Philip was bent on the conquest of Persia. First, however, he had to subdue Greece. The decisive battle of Chaeronea in 338 BC brought all the Greek city-states except Sparta under Philip's leadership. Young Alexander commanded the Macedonian left wing at Chaeronea and annihilated the famous Sacred Band of the Thebans.

Two years later, in 336 BC, Philip was murdered. Alexander's mother, Olympias, probably plotted his death. Alexander then came to the throne. In the same year he marched southward to Corinth, where the Greek city-states (except Sparta) swore allegiance to him. Thebes, however, later revolted, and Alexander destroyed the city. He allowed the other city-states to keep their democratic governments.

With Greece secure Alexander prepared to carry out his father's bold plan and invade Persia. Two centuries earlier the mighty Persian Empire had pushed westward to include the Greek cities of Asia Minor--one third of the entire Greek world. In the spring of 334 BC, Alexander crossed the Hellespont (now Dardanelles), the narrow strait between Europe and Asia Minor. He had with him a Greek and Macedonian force of about 30,000 foot soldiers and 5,000 cavalry. The infantry wore armor like the Greek hoplites but carried a Macedonian weapon, the long pike (see above). Alexander himself led the companions, the elite of the cavalry. With the army went geographers, botanists, and other men of science who collected information and specimens for Aristotle. A historian kept records of the march, and surveyors made maps that served as the basis for the geography of Asia for centuries.

In Asia Minor Alexander visited ancient Troy to pay homage to Achilles and other heroes of the 'Iliad'. At the Granicus River, in May, he defeated a large body of Persian cavalry, four times the size of his own. Then he marched southward along the coast, freeing the Greek cities from Persian rule and making them his allies. In the winter he turned inland, to subdue the hill tribes.

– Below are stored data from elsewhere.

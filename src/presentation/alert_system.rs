use leptos::*;

use crate::application::{AlertSimulator, DashboardServices};
use crate::domain::notifications::{Notification, NotificationCategory};
use crate::time_utils::format_clock_time;

fn category_icon(category: NotificationCategory) -> &'static str {
    match category {
        NotificationCategory::Price => "📈",
        NotificationCategory::Technical => "⚠️",
        NotificationCategory::News => "🔔",
        NotificationCategory::Alert => "🚨",
    }
}

/// Toast stack in the bottom-right corner. Also drives the alert simulator
/// for as long as it is mounted.
#[component]
pub fn AlertSystem(services: DashboardServices) -> impl IntoView {
    let config = services.config();
    let simulator = AlertSimulator::start(
        services.notifications,
        services.rng(),
        config.alert_interval_ms,
        config.alert_probability,
    );
    on_cleanup(move || drop(simulator));

    view! {
        <div class="toast-stack">
            <For
                each=move || services.notifications.items()
                key=|notification: &Notification| notification.id.clone()
                children=move |notification: Notification| {
                    let id = notification.id.clone();
                    view! {
                        <div class=format!("toast {}", notification.severity.as_ref())>
                            <div class="toast-icon">{category_icon(notification.category)}</div>
                            <div class="toast-body">
                                <h4>{notification.title}</h4>
                                <p>{notification.message}</p>
                                <div class="toast-time">{format_clock_time(notification.timestamp)}</div>
                            </div>
                            <button
                                class="icon-btn"
                                title="Dismiss"
                                on:click=move |_| services.notifications.remove(&id)
                            >
                                "✕"
                            </button>
                        </div>
                    }
                }
            />
        </div>
    }
}
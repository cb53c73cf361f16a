use derive_more::Display;

/// Crate-wide error. Kept flat: every failure the dashboard can hit is
/// local and only ever logged.
#[derive(Debug, Clone, PartialEq, Display)]
pub enum AppError {
    #[display(fmt = "Storage Error: {}", _0)]
    Storage(String),
    #[display(fmt = "Serialization Error: {}", _0)]
    Serialization(String),
    #[display(fmt = "Feed Error: {}", _0)]
    Feed(String),
    #[display(fmt = "Rendering Error: {}", _0)]
    Rendering(String),
    #[display(fmt = "Validation Error: {}", _0)]
    Validation(String),
}

impl std::error::Error for AppError {}

impl From<serde_json::Error> for AppError {
    fn from(err: serde_json::Error) -> Self {
        AppError::Serialization(err.to_string())
    }
}

pub type AppResult<T> = Result<T, AppError>;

According to legend, he was shown a curious knot at Gordium in Asia Minor. An oracle had said the man who untied it would rule Asia. Alexander dramatically cut the Gordian knot with his sword.

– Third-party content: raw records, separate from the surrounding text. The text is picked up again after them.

use js_sys::Date;
use wasm_bindgen::JsValue;

use crate::domain::market_data::TimeFrame;

/// Axis label for a chart point, using UTC components.
///
/// - intraday timeframes -> `HH:MM`
/// - `1d` and `1w` -> `DD.MM`
/// - `1M` -> `MM.YYYY`
pub fn format_axis_label(timestamp_secs: u64, timeframe: TimeFrame) -> String {
    let date = Date::new(&JsValue::from_f64(timestamp_secs as f64 * 1000.0));
    match timeframe {
        TimeFrame::OneMinute
        | TimeFrame::FiveMinutes
        | TimeFrame::FifteenMinutes
        | TimeFrame::OneHour
        | TimeFrame::FourHours => {
            format!("{:02}:{:02}", date.get_utc_hours(), date.get_utc_minutes())
        }
        TimeFrame::OneDay | TimeFrame::OneWeek => {
            format!("{:02}.{:02}", date.get_utc_date(), date.get_utc_month() + 1)
        }
        TimeFrame::OneMonth => {
            format!("{:02}.{}", date.get_utc_month() + 1, date.get_utc_full_year())
        }
    }
}

/// Local wall-clock `HH:MM:SS` for a millisecond timestamp.
pub fn format_clock_time(timestamp_ms: u64) -> String {
    let date = Date::new(&JsValue::from_f64(timestamp_ms as f64));
    format!("{:02}:{:02}:{:02}", date.get_hours(), date.get_minutes(), date.get_seconds())
}

/// Current time in whole seconds.
pub fn now_secs() -> u64 {
    (Date::now() / 1000.0) as u64
}

#[cfg(all(test, target_arch = "wasm32"))]
mod tests {
    use super::*;
    use wasm_bindgen_test::*;

    #[wasm_bindgen_test]
    fn labels_follow_timeframe() {
        assert_eq!(format_axis_label(0, TimeFrame::OneHour), "00:00");
        assert_eq!(format_axis_label(0, TimeFrame::OneDay), "01.01");
        assert_eq!(format_axis_label(0, TimeFrame::OneMonth), "01.1970");
    }
}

Alexander's army and a huge force led by Darius III of Persia met at Issus in October 333 BC. Alexander charged with his cavalry against Darius, who fled. Alexander then marched southward along the coast of Phoenicia to cut off the large Persian navy from all its harbors. Tyre, on an island, held out for seven months until Alexander built a causeway to it and battered down its stone walls.

Late in 332 BC the conqueror reached Egypt. The Egyptians welcomed him as a deliverer from Persian misrule and accepted him as their pharaoh, or king. In Memphis he made sacrifices to Egyptian gods. Near the delta of the Nile River he founded a new city, to be named Alexandria after him . At Ammon, in the Libyan desert, he visited the oracle of the Greek god Zeus, and the priests saluted him as the son of that great god.

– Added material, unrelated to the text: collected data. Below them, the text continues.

#![cfg(target_arch = "wasm32")]

use leptos::create_runtime;
use std::rc::Rc;
use trading_dashboard_wasm::application::DisplayModeService;
use trading_dashboard_wasm::domain::chart::{ChartTheme, DisplayMode};
use trading_dashboard_wasm::domain::market_data::Symbol;
use trading_dashboard_wasm::domain::watchlist::Watchlist;
use trading_dashboard_wasm::infrastructure::storage::{KeyValueStore, LocalStorage, PersistentSlot};
use wasm_bindgen_test::*;

wasm_bindgen_test_configure!(run_in_browser);

fn local() -> Rc<dyn KeyValueStore> {
    Rc::new(LocalStorage::open().unwrap())
}

fn root_is_dark() -> bool {
    web_sys::window()
        .and_then(|w| w.document())
        .and_then(|d| d.document_element())
        .map(|root| root.class_list().contains("dark"))
        .unwrap_or(false)
}

#[wasm_bindgen_test]
fn watchlist_survives_a_new_slot() {
    let slot: PersistentSlot<Watchlist> = PersistentSlot::new("test-watchlist", local());
    slot.clear().unwrap();
    assert_eq!(slot.load().unwrap(), None);

    let mut list = Watchlist::new();
    list.add(Symbol::from("BTCUSDT"), 42);
    slot.save(&list).unwrap();

    let reopened: PersistentSlot<Watchlist> = PersistentSlot::new("test-watchlist", local());
    assert_eq!(reopened.load().unwrap(), Some(list));
    reopened.clear().unwrap();
}

#[wasm_bindgen_test]
fn dark_mode_toggle_persists_and_marks_root() {
    let runtime = create_runtime();
    let store = local();
    store.remove_item("test-darkMode").unwrap();

    let service = DisplayModeService::load(PersistentSlot::new("test-darkMode", Rc::clone(&store)));
    assert_eq!(service.mode(), DisplayMode::Light);
    assert!(!root_is_dark());

    service.toggle();
    assert!(service.is_dark());
    assert_eq!(service.theme(), ChartTheme::DARK);
    assert!(root_is_dark());
    assert_eq!(store.get_item("test-darkMode").unwrap().as_deref(), Some("true"));

    let reloaded = DisplayModeService::load(PersistentSlot::new("test-darkMode", Rc::clone(&store)));
    assert_eq!(reloaded.mode(), DisplayMode::Dark);

    service.toggle();
    assert!(!root_is_dark());
    assert_eq!(store.get_item("test-darkMode").unwrap().as_deref(), Some("false"));

    store.remove_item("test-darkMode").unwrap();
    runtime.dispose();
}

#[wasm_bindgen_test]
fn unreadable_dark_mode_defaults_to_light() {
    let runtime = create_runtime();
    let store = local();
    store.set_item("test-darkMode-bad", "maybe").unwrap();

    let service = DisplayModeService::load(PersistentSlot::new("test-darkMode-bad", Rc::clone(&store)));
    assert_eq!(service.mode(), DisplayMode::Light);

    store.remove_item("test-darkMode-bad").unwrap();
    runtime.dispose();
}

Leaving Egypt in the spring of 331 BC, Alexander went in search of Darius. He met him on a wide plain near the village of Gaugamela, or Camel's House, some miles from the town of Arbela. Darius had gathered together all his military strength--chariots with scythes on the wheels, elephants, and a great number of cavalry and foot soldiers. Alexander again led his cavalry straight toward Darius, while his phalanx attacked with long pikes. Darius fled once more, and Alexander won a great and decisive victory in July 331 BC. After the battle he was proclaimed king of Asia. Babylon welcomed the conqueror, and Alexander made sacrifices to the Babylonians' god Marduk. The Persian capital, Susa, also opened its gates. In this city and at Persepolis an immense hoard of royal treasure fell into Alexander's hands. In March (330 BC) he set out to pursue Darius. He found him dying, murdered by one of his attendants.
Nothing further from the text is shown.